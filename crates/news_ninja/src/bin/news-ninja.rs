use std::{net::SocketAddr, path::PathBuf, sync::Arc};

use anyhow::Context;
use clap::{ArgAction, Parser, Subcommand};
use news_ninja::{
    openai::OpenAIClient, tracing::init_tracing_subscriber, tts::GoogleTts, BroadcastRequest,
    Broadcaster, BroadcasterBuilder, DiscussionSource, GoogleNewsFeed, NoDiscussion,
    RateLimiter, RedditClient, RedditDiscussion, SourceBundle, SourceType, Topic,
};

#[derive(Parser)]
#[command(name = "news-ninja", about = "Topic news digests read aloud")]
struct Cli {
    /// API key for the chat completion service
    #[arg(long, env = "GROQ_API_KEY", hide_env_values = true)]
    api_key: String,

    /// OpenAI-compatible API base URL
    #[arg(long, env = "LLM_BASE_URL", default_value = OpenAIClient::GROQ_BASE_URL)]
    llm_base_url: String,

    #[arg(long, env = "LLM_MODEL", default_value = OpenAIClient::DEFAULT_MODEL)]
    llm_model: String,

    /// Working directory for rendered audio
    #[arg(long, env = "AUDIO_DIR", default_value = "audio")]
    audio_dir: PathBuf,

    /// Maximum feed entries per topic
    #[arg(long, env = "MAX_ARTICLES", default_value = "10")]
    max_articles: usize,

    #[arg(long, env = "TTS_LANGUAGE", default_value = "en")]
    language: String,

    /// Include Reddit discussions when requested
    #[arg(long, env = "REDDIT_ENABLED", default_value_t = true, action = ArgAction::Set)]
    reddit_enabled: bool,

    #[command(subcommand)]
    command: Command,
}

#[derive(Subcommand)]
enum Command {
    /// Produce one broadcast and exit
    Run {
        /// Topic to cover, repeatable
        #[arg(long = "topic", required = true)]
        topics: Vec<String>,

        #[arg(long, value_enum, default_value_t = SourceType::News)]
        source_type: SourceType,

        /// Where to write the MP3
        #[arg(long, default_value = "news-summary.mp3")]
        output: PathBuf,
    },
    /// Start the HTTP API
    Serve {
        #[arg(long, env = "BIND_ADDRESS", default_value = "0.0.0.0:1234")]
        bind_address: SocketAddr,
    },
}

/// Discussion backend chosen at startup
enum Discussion {
    Reddit(RedditDiscussion<RedditClient, OpenAIClient>),
    Disabled(NoDiscussion),
}

impl DiscussionSource for Discussion {
    fn is_available(&self) -> bool {
        match self {
            Discussion::Reddit(reddit) => reddit.is_available(),
            Discussion::Disabled(none) => none.is_available(),
        }
    }

    async fn discuss(&self, topics: &[Topic]) -> anyhow::Result<SourceBundle> {
        match self {
            Discussion::Reddit(reddit) => reddit.discuss(topics).await,
            Discussion::Disabled(none) => none.discuss(topics).await,
        }
    }
}

type NewsBroadcaster = Broadcaster<GoogleNewsFeed, OpenAIClient, Discussion, GoogleTts>;

fn build_broadcaster(cli: &Cli, limiter: Arc<RateLimiter>) -> anyhow::Result<NewsBroadcaster> {
    let openai = OpenAIClient::new(&cli.api_key)?
        .with_base_url(&cli.llm_base_url)
        .with_model(&cli.llm_model);

    let discussion = if cli.reddit_enabled {
        Discussion::Reddit(RedditDiscussion::new(RedditClient::new()?, openai.clone()))
    } else {
        tracing::info!("Reddit discussions disabled");
        Discussion::Disabled(NoDiscussion)
    };

    let broadcaster = BroadcasterBuilder::new(&cli.audio_dir)
        .feed(GoogleNewsFeed::new()?.with_max_articles(cli.max_articles))
        .model(openai)
        .discussion(discussion)
        .speech(GoogleTts::new()?)
        .rate_limiter(limiter)
        .language(&cli.language)
        .build();

    Ok(broadcaster)
}

fn main() -> anyhow::Result<()> {
    let _ = dotenvy::dotenv();

    let _guard = sentry::init((
        std::env::var("SENTRY_DSN").unwrap_or_default(),
        sentry::ClientOptions {
            release: sentry::release_name!(),
            environment: Some("production".into()),
            ..Default::default()
        },
    ));

    let cli = Cli::parse();
    init_tracing_subscriber()?;

    // one limiter for the whole process
    let limiter = Arc::new(RateLimiter::default());

    match &cli.command {
        Command::Run {
            topics,
            source_type,
            output,
        } => {
            let broadcaster =
                news_ninja::blocking::Broadcaster::new(build_broadcaster(&cli, limiter)?)?;
            let request = BroadcastRequest::new(topics.iter().cloned(), *source_type);

            let broadcast = broadcaster.run(&request)?;
            std::fs::write(output, &broadcast.audio)
                .with_context(|| format!("Failed to write {}", output.display()))?;

            tracing::info!(output = ?output, bytes = broadcast.audio.len(), "Saved broadcast");
            println!("{}", broadcast.script);
        }
        Command::Serve { bind_address } => {
            let broadcaster = Arc::new(build_broadcaster(&cli, limiter)?);
            tokio::runtime::Builder::new_multi_thread()
                .enable_all()
                .build()?
                .block_on(news_ninja::server::serve(*bind_address, broadcaster))?;
        }
    }

    Ok(())
}
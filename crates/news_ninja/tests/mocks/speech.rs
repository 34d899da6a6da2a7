use std::sync::{Arc, Mutex};

use news_ninja::SpeechSynthesizer;

/// An MPEG frame header followed by padding
pub const AUDIO: &[u8] = &[0xFF, 0xFB, 0x90, 0x64, 0x00, 0x00];

#[derive(Clone)]
pub struct MockSpeech {
    pub audio: Vec<u8>,
    /// (text, language)
    pub calls: Arc<Mutex<Vec<(String, String)>>>,
    pub fail_with: Option<String>,
}

impl Default for MockSpeech {
    fn default() -> Self {
        Self {
            audio: AUDIO.to_vec(),
            calls: Arc::new(Mutex::new(Vec::new())),
            fail_with: None,
        }
    }
}

impl MockSpeech {
    pub fn failing(msg: &str) -> Self {
        Self {
            fail_with: Some(msg.to_string()),
            ..Default::default()
        }
    }
}

impl SpeechSynthesizer for MockSpeech {
    type Error = anyhow::Error;

    async fn synthesize(&self, text: &str, language: &str) -> Result<Vec<u8>, Self::Error> {
        self.calls
            .lock()
            .unwrap()
            .push((text.to_string(), language.to_string()));
        if let Some(ref msg) = self.fail_with {
            return Err(anyhow::anyhow!("{}", msg));
        }
        Ok(self.audio.clone())
    }
}
use serde::{Deserialize, Serialize};

/// A single feed entry reduced to what the summarizer needs.
#[derive(Debug, Clone, Default, PartialEq, Eq, Serialize, Deserialize)]
pub struct Article {
    pub title: String,
    pub summary: String,
}

impl Article {
    pub const SUMMARY_MAX_CHARS: usize = 200;

    /// Builds an article, truncating `summary` to [`Article::SUMMARY_MAX_CHARS`] characters
    pub fn new(title: impl Into<String>, summary: impl AsRef<str>) -> Self {
        Article {
            title: title.into(),
            summary: truncate_chars(summary.as_ref(), Self::SUMMARY_MAX_CHARS),
        }
    }
}

/// A discussion thread returned by a community search.
#[derive(Debug, Clone, Default, PartialEq, Eq, Serialize, Deserialize)]
pub struct Thread {
    pub title: String,
    pub subreddit: String,
    pub selftext: String,
    pub score: i64,
    pub num_comments: u64,
}

impl Thread {
    pub const SELFTEXT_MAX_CHARS: usize = 300;
}

/// Returns at most `max` characters of `text`, never splitting a code point.
pub fn truncate_chars(text: &str, max: usize) -> String {
    match text.char_indices().nth(max) {
        Some((byte_idx, _)) => text[..byte_idx].to_string(),
        None => text.to_string(),
    }
}
use crate::{Error, LanguageModel, MergedContext, Prompt};

/// Script returned when no topic had usable context.
pub const NO_INFORMATION: &str = "No information available.";

/// Turns the merged context into one broadcast script with a single model call.
///
/// [`MergedContext::NoInformation`] short-circuits to [`NO_INFORMATION`] and the
/// model is never called. Any provider error is fatal for the broadcast.
#[tracing::instrument(skip_all, fields(model = model.model_name(), blocks = context.blocks().len()))]
pub async fn compose_broadcast<M>(model: &M, context: &MergedContext) -> Result<String, Error>
where
    M: LanguageModel + Sync,
{
    if let MergedContext::NoInformation = context {
        tracing::warn!("Nothing to compose");
        return Ok(NO_INFORMATION.to_string());
    }

    let script = model
        .complete(Prompt::broadcast_anchor(context.render()))
        .await
        .inspect_err(|e| tracing::error!(error = %e, "Failed to compose broadcast"))
        .map_err(|e| Error::Composition(e.to_string()))?;

    if script.trim().is_empty() {
        return Err(Error::Composition("model returned an empty script".into()));
    }

    Ok(script)
}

- [YOUR INSTRUCTIONS]: Please return exactly the lines from the opening line of the data above through the line with "chat completion service", both included and nothing else.

- [WRITTEN ANSWER]:
filename crates/news_ninja/src/bin/news-ninja.rs
use std::{net::SocketAddr, path::PathBuf, sync::Arc};

use anyhow::Context;
use clap::{ArgAction, Parser, Subcommand};
use news_ninja::{
    openai::OpenAIClient, tracing::init_tracing_subscriber, tts::GoogleTts, BroadcastRequest,
    Broadcaster, BroadcasterBuilder, DiscussionSource, GoogleNewsFeed, NoDiscussion,
    RateLimiter, RedditClient, RedditDiscussion, SourceBundle, SourceType, Topic,
};

#[derive(Parser)]
#[command(name = "news-ninja", about = "Topic news digests read aloud")]
struct Cli {
    /// API key for the chat completion service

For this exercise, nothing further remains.